For transactions entered into on or after March 31, 2010 to which the economic substance doctrine is relevant, section 7701(o)(1) mandates the use of a conjunctive two-prong test to determine whether a transaction has economic substance. The first prong requires that the transaction change in a meaningful way (apart from federal income tax effects) the taxpayer’s economic position. This prong generally is satisfied by a showing that the transaction is expected to produce an economic profit on a pre-tax basis. The second prong requires that the taxpayer to have a substantial non-tax business purpose for entering into the transaction.
The IRS will challenge transactions entered into on or after March 31, 2010 where the taxpayer takes the position that the transaction has economic substance merely because it satisfies either the economic profit test or the business purpose test. For all such transactions that otherwise would have been subject to a common-law economic substance analysis, the IRS will apply the two-prong conjunctive test consistent with section 7701(o).
Whether a transaction is subject to the economic substance doctrine — whether the doctrine is “relevant” to a transaction — will be determined in the same manner as if section 7701(o) had never been enacted. The IRS will continue to rely on relevant case law under the common-law economic substance doctrine in applying the two-prong conjunctive test in section 7701(o)(1). Accordingly, in determining whether a transaction sufficiently affects the taxpayer’s economic position, the IRS will apply cases under the common-law economic substance doctrine pertaining to whether the tax benefits of a transaction are not allowable because the transaction does not satisfy the economic profit prong of the economic substance doctrine. Similarly, in determining whether a transaction has a sufficient non-tax business purpose, the IRS will apply cases under the common-law economic substance doctrine pertaining to whether the tax benefits of a transaction are not allowable because the transaction lacks a business purpose.
The IRS anticipates that the case law regarding the circumstances in which the economic substance doctrine is relevant will continue to develop. The codification of the economic substance doctrine should not affect the ongoing development of authorities on this issue.

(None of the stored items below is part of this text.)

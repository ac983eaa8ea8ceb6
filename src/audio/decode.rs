use std::path::Path;
use symphonia::core::audio::SampleBuffer;
use symphonia::core::codecs::{DecoderOptions, CODEC_TYPE_NULL, CODEC_TYPE_PCM_S16LE};
use symphonia::core::errors::Error as SymphoniaError;
use symphonia::core::formats::FormatOptions;
use symphonia::core::io::MediaSourceStream;
use symphonia::core::meta::MetadataOptions;
use symphonia::core::probe::Hint;

use super::buffer::AudioBuffer;
use crate::error::PipelineError;

/// Full-scale divisor for 16-bit input: -32768 maps to exactly -1.0.
pub const I16_INPUT_SCALE: f64 = 32768.0;

/// Loads a mono 16-bit PCM WAV into an [`AudioBuffer`].
pub fn load_wav(path: &Path) -> Result<AudioBuffer, PipelineError> {
    let file = std::fs::File::open(path).map_err(|source| PipelineError::Open {
        path: path.to_path_buf(),
        source,
    })?;
    let decode_err = |source: SymphoniaError| decode_error(path, source);
    let unsupported = |reason: String| PipelineError::UnsupportedFormat {
        path: path.to_path_buf(),
        reason,
    };

    let mss = MediaSourceStream::new(Box::new(file), Default::default());

    let mut hint = Hint::new();
    if let Some(ext) = path.extension().and_then(|e| e.to_str()) {
        hint.with_extension(ext);
    }

    let probed = symphonia::default::get_probe()
        .format(&hint, mss, &FormatOptions::default(), &MetadataOptions::default())
        .map_err(decode_err)?;

    let mut format = probed.format;

    let track = format
        .tracks()
        .iter()
        .find(|t| t.codec_params.codec != CODEC_TYPE_NULL)
        .ok_or_else(|| unsupported("no audio track".into()))?;

    let params = &track.codec_params;
    if params.codec != CODEC_TYPE_PCM_S16LE {
        return Err(unsupported(format!(
            "expected 16-bit signed PCM, found {} bits",
            params.bits_per_sample.map_or("unknown".to_string(), |b| b.to_string())
        )));
    }
    let channels = params.channels.map_or(1, |c| c.count());
    if channels != 1 {
        return Err(unsupported(format!("expected mono, found {channels} channels")));
    }
    let sample_rate = params
        .sample_rate
        .ok_or_else(|| unsupported("missing sample rate".into()))?;

    let track_id = track.id;
    let mut decoder = symphonia::default::get_codecs()
        .make(params, &DecoderOptions::default())
        .map_err(decode_err)?;

    let mut samples: Vec<f64> = Vec::new();

    loop {
        let packet = match format.next_packet() {
            Ok(packet) => packet,
            Err(SymphoniaError::IoError(ref e))
                if e.kind() == std::io::ErrorKind::UnexpectedEof =>
            {
                break;
            }
            Err(e) => return Err(decode_err(e)),
        };

        if packet.track_id() != track_id {
            continue;
        }

        // PCM has no skippable packets, a corrupt one aborts the load
        let decoded = decoder.decode(&packet).map_err(decode_err)?;

        let spec = *decoded.spec();
        let mut sample_buf = SampleBuffer::<i16>::new(decoded.frames() as u64, spec);
        sample_buf.copy_interleaved_ref(decoded);

        samples.extend(sample_buf.samples().iter().map(|&s| s as f64 / I16_INPUT_SCALE));
    }

    if samples.is_empty() {
        log::warn!("{} holds no samples, treating it as one silent sample", path.display());
    }

    let buffer = AudioBuffer::new(samples, sample_rate)?;
    log::info!(
        "Decoded audio: {} samples, {}Hz, {:.2}s",
        buffer.len(),
        buffer.sample_rate,
        buffer.duration()
    );
    Ok(buffer)
}

fn decode_error(path: &Path, source: SymphoniaError) -> PipelineError {
    PipelineError::Decode {
        path: path.to_path_buf(),
        source,
    }
}
use clap::Parser;
use std::path::PathBuf;

#[derive(Parser, Debug)]
#[command(
    name = "engine-loop",
    version,
    about = "Turns a raw engine recording into a high-passed, click-free, normalized loop"
)]
pub struct Cli {
    /// Input WAV file (mono, 16-bit PCM)
    pub input: PathBuf,

    /// Output WAV file
    pub output: PathBuf,

    /// TOML file overriding the filter parameters
    #[arg(short, long)]
    pub config: Option<PathBuf>,

    /// Log stage details
    #[arg(short, long, conflicts_with = "quiet")]
    pub verbose: bool,

    /// Only log warnings and errors
    #[arg(short, long)]
    pub quiet: bool,
}

impl Cli {
    pub fn default_log_filter(&self) -> &'static str {
        if self.verbose {
            "debug"
        } else if self.quiet {
            "warn"
        } else {
            "info"
        }
    }
}
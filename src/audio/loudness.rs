use super::buffer::AudioBuffer;

/// Rescales the buffer so its peak reaches `target`. Silence is left alone.
///
/// Returns the gain that was applied, or `None` when the buffer was silent.
pub fn normalize_peak(buffer: &mut AudioBuffer, target: f64) -> Option<f64> {
    let peak = buffer.peak();
    if peak <= 0.0 {
        return None;
    }
    let gain = target / peak;
    for s in buffer.samples.iter_mut() {
        *s *= gain;
    }
    Some(gain)
}
use std::path::Path;

use crate::audio::buffer::AudioBuffer;
use crate::audio::envelope::Envelope;
use crate::audio::{decode, filter, loudness, spectral};
use crate::encode::wav::{self, LoopReport};
use crate::error::PipelineError;

pub const DEFAULT_CUTOFF_HZ: f64 = 300.0;
pub const DEFAULT_ORDER: u32 = 4;
pub const DEFAULT_FADE_SECONDS: f64 = 0.003;
pub const DEFAULT_TARGET_PEAK: f64 = 0.98;

/// Fixed design parameters of the loop-asset filter.
#[derive(Clone, Debug, PartialEq)]
pub struct PipelineConfig {
    /// High-pass corner frequency in Hz
    pub cutoff_hz: f64,
    /// Butterworth order of the magnitude curve
    pub order: u32,
    /// Length of each boundary fade
    pub fade_seconds: f64,
    /// Peak level after normalization, as a fraction of full scale
    pub target_peak: f64,
}

impl Default for PipelineConfig {
    fn default() -> Self {
        Self {
            cutoff_hz: DEFAULT_CUTOFF_HZ,
            order: DEFAULT_ORDER,
            fade_seconds: DEFAULT_FADE_SECONDS,
            target_peak: DEFAULT_TARGET_PEAK,
        }
    }
}

/// Decodes `input`, filters it into a loopable clip and writes `output`.
///
/// The input is fully loaded before `output` is touched, so a bad input never
/// leaves a file behind.
pub fn run(input: &Path, output: &Path, config: &PipelineConfig) -> Result<LoopReport, PipelineError> {
    log::info!("Decoding {}...", input.display());
    let buffer = decode::load_wav(input)?;

    let buffer = process(buffer, config);

    log::info!("Encoding {}...", output.display());
    wav::write_wav(output, &buffer)
}

/// In-memory part of the pipeline: DC removal through loudness normalization.
pub fn process(mut buffer: AudioBuffer, config: &PipelineConfig) -> AudioBuffer {
    let offset = filter::remove_dc(&mut buffer);
    log::info!("Removed DC offset {:+.6}", offset);

    let mut frame = spectral::forward(&buffer);
    let curve = filter::highpass_curve(&frame.frequencies, config.cutoff_hz, config.order);
    filter::attenuate(&mut frame, &curve);
    log::info!(
        "High-pass {:.1}Hz order {} over {} bins",
        config.cutoff_hz,
        config.order,
        frame.num_bins()
    );

    buffer.samples = spectral::inverse(&frame);
    debug_assert_eq!(buffer.len(), frame.len);

    let envelope = Envelope::new(buffer.sample_rate, config.fade_seconds);
    let fade_len = envelope.apply(&mut buffer);
    log::info!("Boundary fade: {} samples", fade_len);

    match loudness::normalize_peak(&mut buffer, config.target_peak) {
        Some(gain) => log::info!("Normalized to {:.2} peak (gain {:.4})", config.target_peak, gain),
        None => log::info!("Silent signal, normalization skipped"),
    }

    buffer
}

#[cfg(test)]
mod tests {
    use super::*;
    use std::f64::consts::PI;
    use std::path::PathBuf;

    fn tone(freq: f64, amplitude: f64, sample_rate: u32, seconds: f64) -> AudioBuffer {
        let n = (sample_rate as f64 * seconds) as usize;
        let samples = (0..n)
            .map(|i| amplitude * (2.0 * PI * freq * i as f64 / sample_rate as f64).sin())
            .collect();
        AudioBuffer::new(samples, sample_rate).unwrap()
    }

    fn scratch_dir(name: &str) -> PathBuf {
        let dir = std::env::temp_dir()
            .join(format!("engine-loop-pipeline-{}-{}", name, std::process::id()));
        std::fs::create_dir_all(&dir).unwrap();
        dir
    }

    #[test]
    fn defaults_are_the_fixed_design() {
        let config = PipelineConfig::default();
        assert_eq!(config.cutoff_hz, 300.0);
        assert_eq!(config.order, 4);
        assert_eq!(config.fade_seconds, 0.003);
        assert_eq!(config.target_peak, 0.98);
    }

    #[test]
    fn tone_above_cutoff_loops_cleanly() {
        let out = process(tone(440.0, 0.5, 48000, 1.0), &PipelineConfig::default());
        assert_eq!(out.len(), 48000);
        assert_eq!(out.sample_rate, 48000);
        assert!((out.peak() - 0.98).abs() < 1e-9);

        let pcm = wav::quantize(&out.samples);
        assert!(wav::boundary_mismatch(&pcm) < 10);
    }

    #[test]
    fn filtered_spectrum_has_no_dc() {
        let mut buffer = tone(440.0, 0.5, 48000, 0.25);
        for s in buffer.samples.iter_mut() {
            *s += 0.2;
        }
        filter::remove_dc(&mut buffer);
        let mut frame = spectral::forward(&buffer);
        let curve = filter::highpass_curve(&frame.frequencies, DEFAULT_CUTOFF_HZ, DEFAULT_ORDER);
        filter::attenuate(&mut frame, &curve);
        assert_eq!(frame.bins[0].norm(), 0.0);
    }

    #[test]
    fn low_rumble_is_suppressed() {
        let mut mix = tone(40.0, 0.5, 8000, 1.0);
        let high = tone(2000.0, 0.1, 8000, 1.0);
        for (a, b) in mix.samples.iter_mut().zip(high.samples.iter()) {
            *a += b;
        }
        let out = process(mix, &PipelineConfig::default());
        let frame = spectral::forward(&out);
        // 1 Hz per bin at one second
        assert!(frame.bins[40].norm() < frame.bins[2000].norm() * 1e-2);
    }

    #[test]
    fn constant_input_produces_silence() {
        // a decoded 16-bit level, so the mean is exact
        let buffer = AudioBuffer::new(vec![-12000.0 / 32768.0; 4800], 48000).unwrap();

        let mut centered = buffer.clone();
        filter::remove_dc(&mut centered);
        assert!(centered.samples.iter().all(|&s| s == 0.0));
        assert!(spectral::forward(&centered).bins.iter().all(|c| c.norm() == 0.0));

        let out = process(buffer, &PipelineConfig::default());
        assert!(out.samples.iter().all(|&s| s.abs() < 1e-12));
        assert!(wav::quantize(&out.samples).iter().all(|&s| s == 0));
    }

    #[test]
    fn single_sample_survives() {
        let buffer = AudioBuffer::new(vec![0.4], 44100).unwrap();
        let out = process(buffer, &PipelineConfig::default());
        assert_eq!(out.samples, vec![0.0]);
    }

    #[test]
    fn all_pass_round_trip_is_identity() {
        let original = tone(1234.5, 0.7, 44100, 0.1);
        let mut frame = spectral::forward(&original);
        let all_pass = filter::FilterCurve {
            gains: vec![1.0; frame.num_bins()],
        };
        filter::attenuate(&mut frame, &all_pass);
        let restored = spectral::inverse(&frame);
        for (a, b) in original.samples.iter().zip(restored.iter()) {
            assert!((a - b).abs() < 1e-9);
        }
    }

    #[test]
    fn run_writes_loop_asset() {
        let dir = scratch_dir("run");
        let input = dir.join("raw.wav");
        let output = dir.join("loop.wav");

        let spec = hound::WavSpec {
            channels: 1,
            sample_rate: 48000,
            bits_per_sample: 16,
            sample_format: hound::SampleFormat::Int,
        };
        let mut writer = hound::WavWriter::create(&input, spec).unwrap();
        for s in tone(440.0, 0.5, 48000, 1.0).samples {
            writer.write_sample((s * 32767.0).round() as i16).unwrap();
        }
        writer.finalize().unwrap();

        let report = run(&input, &output, &PipelineConfig::default()).unwrap();
        assert_eq!(report.output, output);
        assert!(report.boundary_mismatch < 10);
        assert!((report.peak_percent - 98.0).abs() < 1e-6);

        let reader = hound::WavReader::open(&output).unwrap();
        assert_eq!(reader.spec().sample_rate, 48000);
        assert_eq!(reader.len(), 48000);
    }

    #[test]
    fn missing_input_writes_nothing() {
        let dir = scratch_dir("missing");
        let input = dir.join("nope.wav");
        let output = dir.join("never.wav");
        let err = run(&input, &output, &PipelineConfig::default()).unwrap_err();
        assert!(err.to_string().contains("nope.wav"));
        assert!(!output.exists());
    }
}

In determining whether the requirements of section 7701(o) are met, the Service will take into account the taxpayer’s profit motive only if the present value of the reasonably expected pre-tax profit is substantial in relation to the present value of the expected net tax benefits that would be allowed if the transaction were respected for Federal income tax purposes. In performing this calculation, the Service “will apply existing relevant case law and other published guidance.” This statement is interesting because the only decision that has actually adopted a present value approach to pre-tax profit is Wells Fargo & Company v. United States, No. 06-628T (Fed. Cl. Jan. 8, 2010). That decision is being appealed to the D.C. Circuit Court of Appeals. The issue may also be addressed in a similar docketed case also being tried in the Court of Federal Claims.
The IRS does not elaborate on, or even mention, the “angel list” of transactions that are identified in the Congressional legislative history of section 7701(o) as transactions to which the economic substance doctrine (and hence section 7701(o)) is not relevant. Included in this list are transactions with specifically mandated tax incentives such as Section 45 and 48 tax credits for renewable energy. The Treasury Department and the IRS do not intend to issue general administrative guidance regarding the types of transactions to which the economic substance doctrine either applies or does not apply. The IRS will not issue a private letter ruling or determination letter regarding whether the economic substance doctrine is relevant to any transaction or whether any transaction complies with the requirements of section 7701(o).
Members of the tax bar are disappointed with the IRS’ decision not to provide additional safe harbors in light of the new penalty regime that accompanies section 7701(o). The penalty for an underpayment attributable to the disallowance of a claimed tax benefit because a transaction lacks economic substance is a strict liability penalty – no reasonable cause exception applies. The penalty is 20% of the underpayment but is increased to 40% if the relevant facts affecting the tax treatment are not adequately disclosed on the taxpayer’s return.